« 2054 » d’Elliot Ackerman et James Stavridis : l’avenir de mal en pis

Nous avions laissé Elliot Ackerman et l’amiral James Stavridis en 2034. On les retrouve en 2054. La guerre nucléaire entre les États-Unis et la Chine a mis KO la puissance américaine. Politiquement, le mensonge a refait surface comme au bon vieux temps du Watergate. Pas question d’annoncer publiquement que le président est mort, assassiné. Dans cette grande époque de manipulation, il vaut mieux faire diversion. Décidément, rien ne va en s’arrangeant dans leur monde à venir chez les deux compères.

Un nouveau Grand Jeu. L’ordre mondial aux mains du chaos. Poutine regarde avec rage, sa grande amie la Chine qui lui a piqué la partie est de sa Sibérie. Un outsider très porté sur la technologie a repris de vives couleurs : le Japon qui grâce à l’intelligence artificielle, la robotique et l’informatique quantique a pu compenser la diminution du nombre de travailleurs en raison d’une population déclinante et une xénophobie quasi pathologique. Un autre pays talonne la nation nipponne : le Nigeria, le pays le plus peuplé de ce continent africain. Le Nigérian James Mohammad se tient prêt. Il a flairé le sens du vent. « Une vaste partie de la géopolitique avait déjà commencé à tourner moins autour des alliances militaires, ou même commerciales, que des alliances technologiques. Au lieu de se battre par procuration dans des pays tiers, comme l’avaient fait les États-Unis et l’Union- soviétique un siècle plus tôt, les champs de batailles des « guerres par procuration » actuelles étaient les laboratoires quantiques et de biotechnologie du monde entier. » Cette fusion porte un nom : La Singularité. Cela équivaudrait à une « explosion de l’intelligence » en faisant fusionner la biologie et la technologie. Exemple : les molécules seraient de nouvelles micropuces. Et cette édition génomique à distance permettrait de manipuler le corps afin qu’il s’améliore de façon autonome.

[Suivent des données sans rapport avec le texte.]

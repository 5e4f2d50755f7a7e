//! Column definitions.
//!
//! A sheet's schema is an ordered list of named, typed columns. It is fixed
//! when the sheet is created; cells are validated against it on every write
//! and the CSV header is rendered from it in declaration order.

use serde::{Deserialize, Serialize};
use std::fmt;
use std::str::FromStr;

use super::CellError;

/// Declared type of a column.
#[derive(Clone, Copy, Debug, Hash, Eq, PartialEq, Serialize, Deserialize)]
#[serde(try_from = "String", into = "String")]
pub enum ColumnType {
    Boolean,
    Int,
    Double,
    String,
}

impl ColumnType {
    pub fn as_str(&self) -> &'static str {
        match self {
            ColumnType::Boolean => "boolean",
            ColumnType::Int => "int",
            ColumnType::Double => "double",
            ColumnType::String => "string",
        }
    }
}

impl FromStr for ColumnType {
    type Err = CellError;

    /// Type names are matched case-insensitively.
    fn from_str(s: &str) -> Result<Self, Self::Err> {
        match s.to_ascii_lowercase().as_str() {
            "boolean" => Ok(ColumnType::Boolean),
            "int" => Ok(ColumnType::Int),
            "double" => Ok(ColumnType::Double),
            "string" => Ok(ColumnType::String),
            _ => Err(CellError::UnsupportedType {
                name: s.to_string(),
            }),
        }
    }
}

impl TryFrom<String> for ColumnType {
    type Error = CellError;

    fn try_from(value: String) -> Result<Self, Self::Error> {
        value.parse()
    }
}

impl From<ColumnType> for String {
    fn from(value: ColumnType) -> Self {
        value.as_str().to_string()
    }
}

impl fmt::Display for ColumnType {
    fn fmt(&self, f: &mut fmt::Formatter<'_>) -> fmt::Result {
        f.write_str(self.as_str())
    }
}

/// A named, typed column.
#[derive(Clone, Debug, PartialEq, Serialize, Deserialize)]
pub struct Column {
    pub name: String,
    #[serde(rename = "type")]
    pub column_type: ColumnType,
}

impl Column {
    pub fn new(name: impl Into<String>, column_type: ColumnType) -> Column {
        Column {
            name: name.into(),
            column_type,
        }
    }

    /// Build a column from an untyped type name, e.g. from a request body.
    pub fn parse(name: impl Into<String>, type_name: &str) -> Result<Column, CellError> {
        Ok(Column::new(name, type_name.parse()?))
    }
}

/// Ordered column list of one sheet.
#[derive(Clone, Debug, Default, PartialEq, Serialize, Deserialize)]
#[serde(transparent)]
pub struct Schema {
    columns: Vec<Column>,
}

impl Schema {
    pub fn new(columns: Vec<Column>) -> Schema {
        Schema { columns }
    }

    /// Find a column by name. With duplicate names the first one wins.
    pub fn column(&self, name: &str) -> Option<&Column> {
        self.columns.iter().find(|c| c.name == name)
    }

    pub fn columns(&self) -> &[Column] {
        &self.columns
    }

    pub fn names(&self) -> impl Iterator<Item = &str> {
        self.columns.iter().map(|c| c.name.as_str())
    }

    /// First column name that appears more than once, if any.
    pub fn duplicate_name(&self) -> Option<&str> {
        let mut seen = std::collections::HashSet::new();
        self.names().find(|name| !seen.insert(*name))
    }

    pub fn len(&self) -> usize {
        self.columns.len()
    }

    pub fn is_empty(&self) -> bool {
        self.columns.is_empty()
    }
}

#[cfg(test)]
mod tests {
    use super::*;

    #[test]
    fn test_column_type_parse_is_case_insensitive() {
        assert_eq!("Boolean".parse::<ColumnType>().unwrap(), ColumnType::Boolean);
        assert_eq!("INT".parse::<ColumnType>().unwrap(), ColumnType::Int);
        assert_eq!("double".parse::<ColumnType>().unwrap(), ColumnType::Double);
        assert_eq!("String".parse::<ColumnType>().unwrap(), ColumnType::String);
    }

    #[test]
    fn test_column_type_parse_rejects_unknown() {
        let err = "date".parse::<ColumnType>().unwrap_err();
        assert_eq!(
            err,
            CellError::UnsupportedType {
                name: "date".to_string()
            }
        );
    }

    #[test]
    fn test_column_serde_uses_type_key() {
        let col: Column = serde_json::from_str(r#"{"name":"A","type":"int"}"#).unwrap();
        assert_eq!(col, Column::new("A", ColumnType::Int));
        assert_eq!(
            serde_json::to_string(&col).unwrap(),
            r#"{"name":"A","type":"int"}"#
        );
        assert!(serde_json::from_str::<Column>(r#"{"name":"A","type":"money"}"#).is_err());
    }

    #[test]
    fn test_schema_first_match_wins() {
        let schema = Schema::new(vec![
            Column::new("A", ColumnType::Int),
            Column::new("A", ColumnType::String),
        ]);
        assert_eq!(schema.column("A").unwrap().column_type, ColumnType::Int);
        assert_eq!(schema.duplicate_name(), Some("A"));
        assert!(schema.column("B").is_none());
    }

    #[test]
    fn test_schema_names_keep_order() {
        let schema = Schema::new(vec![
            Column::new("Z", ColumnType::Int),
            Column::new("A", ColumnType::Int),
        ]);
        assert_eq!(schema.names().collect::<Vec<_>>(), vec!["Z", "A"]);
        assert_eq!(schema.duplicate_name(), None);
    }
}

Ça, c’est sur le papier. Dans la vraie vie, il y a d’abord une fuite de la séquence clé du code de La Singularité sur un site conspirationniste. Puis la mort bizarre du président américain Castro. Soi-disant d’une crise cardiaque. Pour Mohammad, il n’y a aucun doute, le monde vient d’assister sans le savoir au premier assassinat à distance. Deux hommes sont en pointe sur la question. BT, Big Texas, de son vrai nom Dr Christopher Yamamoto. Et Ray Kurzweil, un spécialiste des thérapies géniques capables de régénérer les tissus cardiaques. L’homme de sciences a disparu de la circulation depuis quelques années. Il proposait un traitement au croisement de la biologie et de la technique. Une avancée scientifique décortiquée dans un ouvrage Humanité 2.0 et dans lequel l’auteur prédisait la possibilité de télécharger l’esprit humain. La Singularité offrait alors de multiples champs de possibilités : une arme nouvelle et meurtrière, un outil de domination pouvant cibler une personne comme Castro, ou un groupe ? Encore plus fou, en téléchargeant le cerveau, pouvions-nous devenir immortel ? Ray Kurzweil va devenir celui que tout le monde recherche. Julia Hunt, la fille de feue l’amirale Sarah Hunt, est sur la sellette après avoir transmis à un sénateur ambitieux un rapport des services secrets qui parle justement de cette avancée révolutionnaire. Le Dr Chowdhury, qu’on avait laissé dans le précédent roman de retour en Inde, est mourant. Son cœur est en train de le lâcher. Il y a très longtemps, il a croisé la route de ce Kurzweil. Il sait qu’il peut faire des miracles. Il décide avec sa fille Ashni de le retrouver. Il ne va pas être tout seul. Un voyage qui va conduire tout ce petit monde au fin fond du Brésil. Une dystopie assez flippante. Après s’être attaqués à l’effondrement politique des grandes nations mondiales, les deux auteurs ne nous laissent guère de chance. En dessinant un futur où la science, éternelle terrain de jeu des hommes, serait encore une fois détournée de son objectif initial pour en faire une arme meurtrière au profit d’une minorité dominante. Au fond, rien de nouveau.

2054 par Elliot Ackerman et James Stavridis, traduit de l’Américain par Janique Jouin-de Laurens, 352 pages, 24,50 euros.